NATO Secretary General Anders Fogh Rasmussen gives his monthly press conference on May 19, 2014 at the Residence Palace building in Brussels. Mr Rasmussen said on Monday he had seen no proof of Russian troops withdrawing from the border with Ukraine
NATO Secretary General Anders Fogh Rasmussen gives his monthly press conference on May 19, 2014 at the Residence Palace building in Brussels. Mr Rasmussen said on Monday he had seen no proof of Russian troops withdrawing from the border with Ukraine after President Vladimir Putin announced an end to exercises and return to bases. -- PHOTO: AFP

BRUSSELS (AFP) - Head of Nato Anders Fogh Rasmussen said on Monday he had seen no proof of Russian troops withdrawing from the border with Ukraine after President Vladimir Putin announced an end to exercises and return to bases.

"Unfortunately, we have not seen any evidence at all that Russia has started withdrawal," Mr Rasmussen said, noting this was Mr Putin's third such statement on the troops, which Nato estimates number around 40,000.

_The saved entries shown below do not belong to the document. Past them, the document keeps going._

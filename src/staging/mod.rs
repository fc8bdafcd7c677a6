//! Durable staging of accepted records.
//!
//! The staging artifact is a header-first CSV file with exactly eight quoted
//! fields per row:
//!
//! ```text
//! "Source","Section","Headline","Description","Time","Category","Link","ImageLink"
//! ```
//!
//! Field values never contain double quotes (normalized to `'`) or line
//! breaks (collapsed to spaces), so every record occupies exactly one line.

use std::fs::File;
use std::path::{Path, PathBuf};
use std::sync::Mutex;

use csv::{QuoteStyle, StringRecord, WriterBuilder};
use tracing::{debug, info};

use crate::app::{PipelineError, Result};
use crate::domain::ArticleRecord;

pub const STAGING_HEADER: [&str; FIELD_COUNT] = [
    "Source",
    "Section",
    "Headline",
    "Description",
    "Time",
    "Category",
    "Link",
    "ImageLink",
];

pub const FIELD_COUNT: usize = 8;

/// Index of the `Link` column.
pub const LINK_COLUMN: usize = 6;

/// Normalize one field so it cannot break the one-record-per-line format.
pub fn sanitize_field(value: &str) -> String {
    value
        .replace('"', "'")
        .replace(['\r', '\n'], " ")
        .trim()
        .to_string()
}

pub fn to_row(record: &ArticleRecord) -> [String; FIELD_COUNT] {
    [
        sanitize_field(&record.source),
        sanitize_field(&record.section),
        sanitize_field(&record.headline),
        sanitize_field(&record.description),
        sanitize_field(&record.time),
        sanitize_field(&record.category),
        sanitize_field(&record.link),
        sanitize_field(&record.image_link),
    ]
}

/// Decode a staged row. Rows with fewer than eight fields are malformed;
/// extra trailing fields are ignored.
pub fn from_row(row: &StringRecord) -> std::result::Result<ArticleRecord, String> {
    if row.len() < FIELD_COUNT {
        return Err(format!(
            "expected {} fields, found {}",
            FIELD_COUNT,
            row.len()
        ));
    }

    let field = |i: usize| row.get(i).unwrap_or("").trim().to_string();
    Ok(ArticleRecord {
        source: field(0),
        section: field(1),
        headline: field(2),
        description: field(3),
        time: field(4),
        category: field(5),
        link: field(LINK_COLUMN),
        image_link: field(7),
    })
}

/// Append-only writer for the staging artifact.
///
/// Every `append` writes and flushes one row, so a crash loses at most the
/// row in flight. Safe to share between threads.
pub struct StagedWriter {
    path: PathBuf,
    inner: Mutex<Option<csv::Writer<File>>>,
    rows: Mutex<u64>,
}

impl StagedWriter {
    /// Create (or truncate) the artifact at `path` and write the header.
    pub fn create<P: AsRef<Path>>(path: P) -> Result<Self> {
        let path = path.as_ref().to_path_buf();
        if let Some(parent) = path.parent() {
            if !parent.as_os_str().is_empty() {
                std::fs::create_dir_all(parent)?;
            }
        }

        let file = File::create(&path)?;
        let mut writer = WriterBuilder::new()
            .quote_style(QuoteStyle::Always)
            .from_writer(file);
        writer.write_record(STAGING_HEADER)?;
        writer.flush()?;

        info!("Staging articles to {}", path.display());

        Ok(Self {
            path,
            inner: Mutex::new(Some(writer)),
            rows: Mutex::new(0),
        })
    }

    pub fn path(&self) -> &Path {
        &self.path
    }

    pub fn append(&self, record: &ArticleRecord) -> Result<()> {
        let mut guard = self.lock()?;
        let writer = guard
            .as_mut()
            .ok_or_else(|| PipelineError::StagingClosed(self.path.display().to_string()))?;

        writer.write_record(to_row(record))?;
        writer
            .flush()
            .map_err(|e| PipelineError::Staging(e.into()))?;

        if let Ok(mut rows) = self.rows.lock() {
            *rows += 1;
        }
        debug!("Staged {} ({})", record.link, record.source);
        Ok(())
    }

    /// Flush and finalize the artifact. Calling it again is a no-op.
    pub fn close(&self) -> Result<()> {
        let mut guard = self.lock()?;
        if let Some(mut writer) = guard.take() {
            writer
                .flush()
                .map_err(|e| PipelineError::Staging(e.into()))?;
            info!(
                "Closed staging artifact {} ({} rows)",
                self.path.display(),
                self.rows_written()
            );
        }
        Ok(())
    }

    pub fn rows_written(&self) -> u64 {
        self.rows.lock().map(|rows| *rows).unwrap_or(0)
    }

    fn lock(&self) -> Result<std::sync::MutexGuard<'_, Option<csv::Writer<File>>>> {
        self.inner
            .lock()
            .map_err(|_| PipelineError::StagingClosed(format!("{} (writer poisoned)", self.path.display())))
    }
}
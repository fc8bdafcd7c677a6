use async_trait::async_trait;
use url::Url;

use crate::app::Result;
use crate::browser::ElementHandle;
use crate::domain::Source;
use crate::extractor::{fields, Candidate, Extractor, FieldSelectors, PageTarget, SourceProfile};

const ROOT: &str = "https://www.nytimes.com";

const SECTIONS: [&str; 16] = [
    "world",
    "us",
    "politics",
    "business",
    "technology",
    "science",
    "health",
    "sports",
    "arts",
    "books",
    "style",
    "food",
    "travel",
    "opinion",
    "climate",
    "education",
];

pub struct NyTimesExtractor {
    profile: SourceProfile,
}

impl NyTimesExtractor {
    pub fn new() -> Result<Self> {
        Ok(Self::with_root(Url::parse(ROOT)?))
    }

    pub fn with_root(root: Url) -> Self {
        let base = root.as_str().trim_end_matches('/').to_string();
        let mut targets = vec![PageTarget::new("Homepage", root.as_str())];
        targets.extend(SECTIONS.iter().map(|section| {
            PageTarget::new(capitalize(section), format!("{}/section/{}", base, section))
        }));

        Self {
            profile: SourceProfile {
                source: Source::NyTimes,
                root,
                entry: None,
                targets,
                consent: None,
                candidate_selector: "section article",
                fields: FieldSelectors {
                    headline: Some("h2, h3, h4"),
                    description: Some("p, span"),
                    time: Some("time"),
                    category: None,
                    link: Some("a"),
                    image: Some("img"),
                },
                scroll: None,
                per_page_cap: 100,
            },
        }
    }
}

#[async_trait]
impl Extractor for NyTimesExtractor {
    fn profile(&self) -> &SourceProfile {
        &self.profile
    }

    async fn extract_fields(&self, section: &str, element: &dyn ElementHandle) -> Candidate {
        let mut candidate = fields::extract_with(&self.profile.fields, section, element).await;
        if candidate.time.trim().is_empty() {
            candidate.time = crawl_timestamp();
        }
        candidate
    }
}

fn crawl_timestamp() -> String {
    chrono::Local::now().format("%Y-%m-%dT%H:%M:%S").to_string()
}

fn capitalize(word: &str) -> String {
    let mut chars = word.chars();
    match chars.next() {
        Some(first) => first.to_uppercase().chain(chars).collect(),
        None => String::new(),
    }
}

On each occasion, "we have not seen any withdrawal," he said, adding that such a move would be an "important contribution to de-escalating the crisis".

Mr Putin ordered his troops back to barracks in a move some took to signal a readiness to ease tensions ahead of crucial presidential elections in Ukraine on Sunday. The Russian strongman has also demanded the Kiev government halt military operations against pro-Kremlin rebels in the country's east.

The presence of Russian troops on the border has stoked serious concern after Russia annexed the Crimea peninsula in March and appeared ready to intervene to support other pro-Moscow separatist groups.

Mr Rasmussen told a briefing that Russian actions in Ukraine had brought about "a completely new security situation in Europe" after 20 years in which Nato had seen no "imminent threat."

"Now we have seen that Russia reserves the right to intervene... it is not just words ... (and) we have to adapt accordingly," he said.

In response to this "more dangerous" state of affairs, he urged Nato member states to halt cutbacks and instead live up to commitments to spend more on defence.

The military alliance will take up this issue at their next summit in September in Britain, he added.

Mr Rasmussen also called on Russia to support Ukraine's weekend presidential elections as the best hope of finding a political solution. There are doubts over whether poll will be held in the east of country and what impact this will have on the validity of the overall vote.

"Russia should demonstrate a clear will to let the elections go forward so they produce a (clear and fair) result," he said.